> What the task asks
Please print only the top portion of the entries below, ending with the line that contains "with required fields", exactly as written.

> Stored items
== == ==

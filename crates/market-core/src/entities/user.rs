//! User entity - represents a market participant

use chrono::{DateTime, Utc};

use crate::value_objects::EntityId;

/// User entity
///
/// Only the fields the reaction/notification slice needs are modeled here;
/// account management itself belongs to the external auth system.
#[derive(Debug, Clone, PartialEq, Eq)]
pub struct User {
    pub id: EntityId,
    /// Unique handle used in URLs and mentions
    pub username: String,
    /// Display name
    pub name: String,
    pub avatar_url: Option<String>,
    pub created_time: DateTime<Utc>,
}

impl User {
    /// Create a new User with required fields
    pub fn new(id: EntityId, username: String, name: String) -> Self {
        Self {
            id,
            username,
            name,
            avatar_url: None,
            created_time: Utc::now(),
        }
    }

    /// Set the avatar URL
    #[must_use]
    pub fn with_avatar_url(mut self, url: impl Into<String>) -> Self {
        self.avatar_url = Some(url.into());
        self
    }
}
// CLASSIFICATION: COMMUNITY
// Filename: store.rs v0.3
// Author: Lukas Bower
// Date Modified: 2026-10-16

//! Durable session state and event log.
//!
//! Two tables back the store: `sessions` holds one row per identity with its
//! current status, and `events` is an append-only log of logins and logouts.
//! [`SessionStore::apply_transition`] writes both inside one `IMMEDIATE`
//! transaction, so a reader sees either both changes or neither.

use std::fmt;
use std::path::{Path, PathBuf};
use std::str::FromStr;
use std::time::Duration;

use chrono::{DateTime, Utc};
use log::{debug, info};
use rusqlite::{params, Connection, OptionalExtension, TransactionBehavior};
use thiserror::Error;

/// Presence of one identity.
#[derive(Debug, Clone, Copy, PartialEq, Eq, Default)]
pub enum SessionStatus {
    #[default]
    LoggedOut,
    LoggedIn,
}

impl SessionStatus {
    pub fn as_str(self) -> &'static str {
        match self {
            SessionStatus::LoggedOut => "LOGGED_OUT",
            SessionStatus::LoggedIn => "LOGGED_IN",
        }
    }

    /// The status a toggle moves to.
    pub fn toggled(self) -> Self {
        match self {
            SessionStatus::LoggedOut => SessionStatus::LoggedIn,
            SessionStatus::LoggedIn => SessionStatus::LoggedOut,
        }
    }
}

impl fmt::Display for SessionStatus {
    fn fmt(&self, f: &mut fmt::Formatter<'_>) -> fmt::Result {
        f.write_str(self.as_str())
    }
}

impl FromStr for SessionStatus {
    type Err = StoreError;

    fn from_str(s: &str) -> Result<Self, Self::Err> {
        match s {
            "LOGGED_OUT" => Ok(SessionStatus::LoggedOut),
            "LOGGED_IN" => Ok(SessionStatus::LoggedIn),
            other => Err(StoreError::Corrupt(format!("unknown status {other:?}"))),
        }
    }
}

/// Kind of a recorded transition.
#[derive(Debug, Clone, Copy, PartialEq, Eq)]
pub enum EventType {
    Login,
    Logout,
}

impl EventType {
    pub fn as_str(self) -> &'static str {
        match self {
            EventType::Login => "LOGIN",
            EventType::Logout => "LOGOUT",
        }
    }

    /// Event produced by entering `status`.
    pub fn entering(status: SessionStatus) -> Self {
        match status {
            SessionStatus::LoggedIn => EventType::Login,
            SessionStatus::LoggedOut => EventType::Logout,
        }
    }
}

impl fmt::Display for EventType {
    fn fmt(&self, f: &mut fmt::Formatter<'_>) -> fmt::Result {
        f.write_str(self.as_str())
    }
}

impl FromStr for EventType {
    type Err = StoreError;

    fn from_str(s: &str) -> Result<Self, Self::Err> {
        match s {
            "LOGIN" => Ok(EventType::Login),
            "LOGOUT" => Ok(EventType::Logout),
            other => Err(StoreError::Corrupt(format!("unknown event type {other:?}"))),
        }
    }
}

/// Current presence of one identity.
#[derive(Debug, Clone, PartialEq, Eq)]
pub struct SessionState {
    pub identity: String,
    pub current_status: SessionStatus,
    pub last_transition_ts: Option<DateTime<Utc>>,
    pub last_seen_ts: Option<DateTime<Utc>>,
}

impl SessionState {
    /// State of an identity that has never been seen.
    pub fn logged_out(identity: &str) -> Self {
        Self {
            identity: identity.to_string(),
            current_status: SessionStatus::LoggedOut,
            last_transition_ts: None,
            last_seen_ts: None,
        }
    }
}

/// One entry of the append-only event log.
#[derive(Debug, Clone, PartialEq, Eq)]
pub struct EventRecord {
    pub id: i64,
    pub identity: String,
    pub event_type: EventType,
    pub timestamp: DateTime<Utc>,
    /// Saved frame that triggered the transition, if any.
    pub snapshot: Option<PathBuf>,
}

/// Errors from the session store.
#[derive(Debug, Error)]
pub enum StoreError {
    #[error("session store error: {0}")]
    Sql(#[from] rusqlite::Error),
    #[error("corrupt session data: {0}")]
    Corrupt(String),
    #[error("{identity} is already {status}")]
    NoOpTransition {
        identity: String,
        status: SessionStatus,
    },
    #[error("transition for {identity} at {attempted} is not after {last}")]
    NonMonotonic {
        identity: String,
        last: DateTime<Utc>,
        attempted: DateTime<Utc>,
    },
}

type StoreResult<T> = Result<T, StoreError>;

/// Contract between the toggle engine and persistence.
pub trait SessionStore {
    /// Current state, or a logged-out default when the identity has no row.
    fn get_status(&self, identity: &str) -> StoreResult<SessionState>;

    /// Move `identity` to `new_status` and append the matching event as one
    /// atomic unit.
    fn apply_transition(
        &mut self,
        identity: &str,
        new_status: SessionStatus,
        timestamp: DateTime<Utc>,
        snapshot: Option<&Path>,
    ) -> StoreResult<EventRecord>;

    fn get_last_transition_timestamp(&self, identity: &str) -> StoreResult<Option<DateTime<Utc>>> {
        Ok(self.get_status(identity)?.last_transition_ts)
    }

    /// Record that `identity` was seen without changing its status.
    fn touch_last_seen(&mut self, identity: &str, timestamp: DateTime<Utc>) -> StoreResult<()>;
}

fn to_millis(ts: DateTime<Utc>) -> i64 {
    ts.timestamp_millis()
}

fn from_millis(ms: i64) -> StoreResult<DateTime<Utc>> {
    DateTime::<Utc>::from_timestamp_millis(ms)
        .ok_or_else(|| StoreError::Corrupt(format!("timestamp {ms} out of range")))
}

fn opt_from_millis(ms: Option<i64>) -> StoreResult<Option<DateTime<Utc>>> {
    ms.map(from_millis).transpose()
}

/// SQLite-backed [`SessionStore`]. Owns its connection exclusively.
pub struct SqliteSessionStore {
    conn: Connection,
}

impl SqliteSessionStore {
    /// Open (or create) the store at `path`.
    pub fn open(path: &Path) -> StoreResult<Self> {
        if let Some(parent) = path.parent() {
            std::fs::create_dir_all(parent).ok();
        }
        let conn = Connection::open(path)?;
        conn.pragma_update(None, "journal_mode", "WAL")?;
        conn.busy_timeout(Duration::from_secs(2))?;
        let store = Self { conn };
        store.init_schema()?;
        info!("session store opened at {}", path.display());
        Ok(store)
    }

    /// Store that lives only as long as the value.
    pub fn open_in_memory() -> StoreResult<Self> {
        let store = Self {
            conn: Connection::open_in_memory()?,
        };
        store.init_schema()?;
        Ok(store)
    }

    fn init_schema(&self) -> StoreResult<()> {
        self.conn.execute_batch(
            "BEGIN;
            CREATE TABLE IF NOT EXISTS sessions (
                identity           TEXT PRIMARY KEY NOT NULL,
                status             TEXT NOT NULL,
                last_transition_ts INTEGER,
                last_seen_ts       INTEGER
            );
            CREATE TABLE IF NOT EXISTS events (
                id         INTEGER PRIMARY KEY AUTOINCREMENT,
                identity   TEXT NOT NULL,
                event_type TEXT NOT NULL,
                ts         INTEGER NOT NULL,
                snapshot   TEXT
            );
            CREATE INDEX IF NOT EXISTS events_identity_ts ON events(identity, ts);
            COMMIT;",
        )?;
        Ok(())
    }

    /// Every event for `identity`, oldest first.
    pub fn events_for(&self, identity: &str) -> StoreResult<Vec<EventRecord>> {
        let mut stmt = self.conn.prepare(
            "SELECT id, identity, event_type, ts, snapshot FROM events
             WHERE identity = ?1 ORDER BY ts, id",
        )?;
        let rows = stmt.query_map(params![identity], |r| {
            Ok((
                r.get::<_, i64>(0)?,
                r.get::<_, String>(1)?,
                r.get::<_, String>(2)?,
                r.get::<_, i64>(3)?,
                r.get::<_, Option<String>>(4)?,
            ))
        })?;
        let mut out = Vec::new();
        for row in rows {
            let (id, identity, kind, ts, snapshot) = row?;
            out.push(EventRecord {
                id,
                identity,
                event_type: kind.parse()?,
                timestamp: from_millis(ts)?,
                snapshot: snapshot.map(PathBuf::from),
            });
        }
        Ok(out)
    }

    /// All session rows ordered by identity.
    pub fn sessions(&self) -> StoreResult<Vec<SessionState>> {
        let mut stmt = self.conn.prepare(
            "SELECT identity, status, last_transition_ts, last_seen_ts FROM sessions
             ORDER BY identity",
        )?;
        let rows = stmt.query_map([], |r| {
            Ok((
                r.get::<_, String>(0)?,
                r.get::<_, String>(1)?,
                r.get::<_, Option<i64>>(2)?,
                r.get::<_, Option<i64>>(3)?,
            ))
        })?;
        let mut out = Vec::new();
        for row in rows {
            let (identity, status, last_transition, last_seen) = row?;
            out.push(SessionState {
                identity,
                current_status: status.parse()?,
                last_transition_ts: opt_from_millis(last_transition)?,
                last_seen_ts: opt_from_millis(last_seen)?,
            });
        }
        Ok(out)
    }
}

impl SessionStore for SqliteSessionStore {
    fn get_status(&self, identity: &str) -> StoreResult<SessionState> {
        let row: Option<(String, Option<i64>, Option<i64>)> = self
            .conn
            .query_row(
                "SELECT status, last_transition_ts, last_seen_ts FROM sessions WHERE identity = ?1",
                params![identity],
                |r| Ok((r.get(0)?, r.get(1)?, r.get(2)?)),
            )
            .optional()?;
        match row {
            None => Ok(SessionState::logged_out(identity)),
            Some((status, last_transition, last_seen)) => Ok(SessionState {
                identity: identity.to_string(),
                current_status: status.parse()?,
                last_transition_ts: opt_from_millis(last_transition)?,
                last_seen_ts: opt_from_millis(last_seen)?,
            }),
        }
    }

    fn apply_transition(
        &mut self,
        identity: &str,
        new_status: SessionStatus,
        timestamp: DateTime<Utc>,
        snapshot: Option<&Path>,
    ) -> StoreResult<EventRecord> {
        let ts = to_millis(timestamp);
        let tx = self
            .conn
            .transaction_with_behavior(TransactionBehavior::Immediate)?;

        // Re-read under the write lock; an early return drops `tx` and rolls back.
        let current: Option<(String, Option<i64>)> = tx
            .query_row(
                "SELECT status, last_transition_ts FROM sessions WHERE identity = ?1",
                params![identity],
                |r| Ok((r.get(0)?, r.get(1)?)),
            )
            .optional()?;
        let (status, last) = match current {
            Some((s, last)) => (s.parse::<SessionStatus>()?, last),
            None => (SessionStatus::LoggedOut, None),
        };
        if status == new_status {
            return Err(StoreError::NoOpTransition {
                identity: identity.to_string(),
                status,
            });
        }
        if let Some(last) = last {
            if ts <= last {
                return Err(StoreError::NonMonotonic {
                    identity: identity.to_string(),
                    last: from_millis(last)?,
                    attempted: timestamp,
                });
            }
        }

        let snapshot_text = snapshot.map(|p| p.to_string_lossy().into_owned());
        let event_type = EventType::entering(new_status);
        tx.execute(
            "INSERT INTO sessions (identity, status, last_transition_ts, last_seen_ts)
             VALUES (?1, ?2, ?3, ?3)
             ON CONFLICT(identity) DO UPDATE SET
                status = excluded.status,
                last_transition_ts = excluded.last_transition_ts,
                last_seen_ts = MAX(COALESCE(sessions.last_seen_ts, 0), excluded.last_seen_ts)",
            params![identity, new_status.as_str(), ts],
        )?;
        tx.execute(
            "INSERT INTO events (identity, event_type, ts, snapshot) VALUES (?1, ?2, ?3, ?4)",
            params![identity, event_type.as_str(), ts, snapshot_text],
        )?;
        let id = tx.last_insert_rowid();
        tx.commit()?;

        debug!("{identity}: {status} -> {new_status} (event {id})");
        Ok(EventRecord {
            id,
            identity: identity.to_string(),
            event_type,
            timestamp: from_millis(ts)?,
            snapshot: snapshot.map(Path::to_path_buf),
        })
    }

    fn touch_last_seen(&mut self, identity: &str, timestamp: DateTime<Utc>) -> StoreResult<()> {
        self.conn.execute(
            "INSERT INTO sessions (identity, status, last_transition_ts, last_seen_ts)
             VALUES (?1, ?2, NULL, ?3)
             ON CONFLICT(identity) DO UPDATE SET
                last_seen_ts = MAX(COALESCE(sessions.last_seen_ts, 0), excluded.last_seen_ts)",
            params![identity, SessionStatus::LoggedOut.as_str(), to_millis(timestamp)],
        )?;
        Ok(())
    }
}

== == ==

> Exercise output
filename crates/market-core/src/entities/user.rs
//! User entity - represents a market participant

use chrono::{DateTime, Utc};

use crate::value_objects::EntityId;

/// User entity
///
/// Only the fields the reaction/notification slice needs are modeled here;
/// account management itself belongs to the external auth system.
#[derive(Debug, Clone, PartialEq, Eq)]
pub struct User {
    pub id: EntityId,
    /// Unique handle used in URLs and mentions
    pub username: String,
    /// Display name
    pub name: String,
    pub avatar_url: Option<String>,
    pub created_time: DateTime<Utc>,
}

impl User {
    /// Create a new User with required fields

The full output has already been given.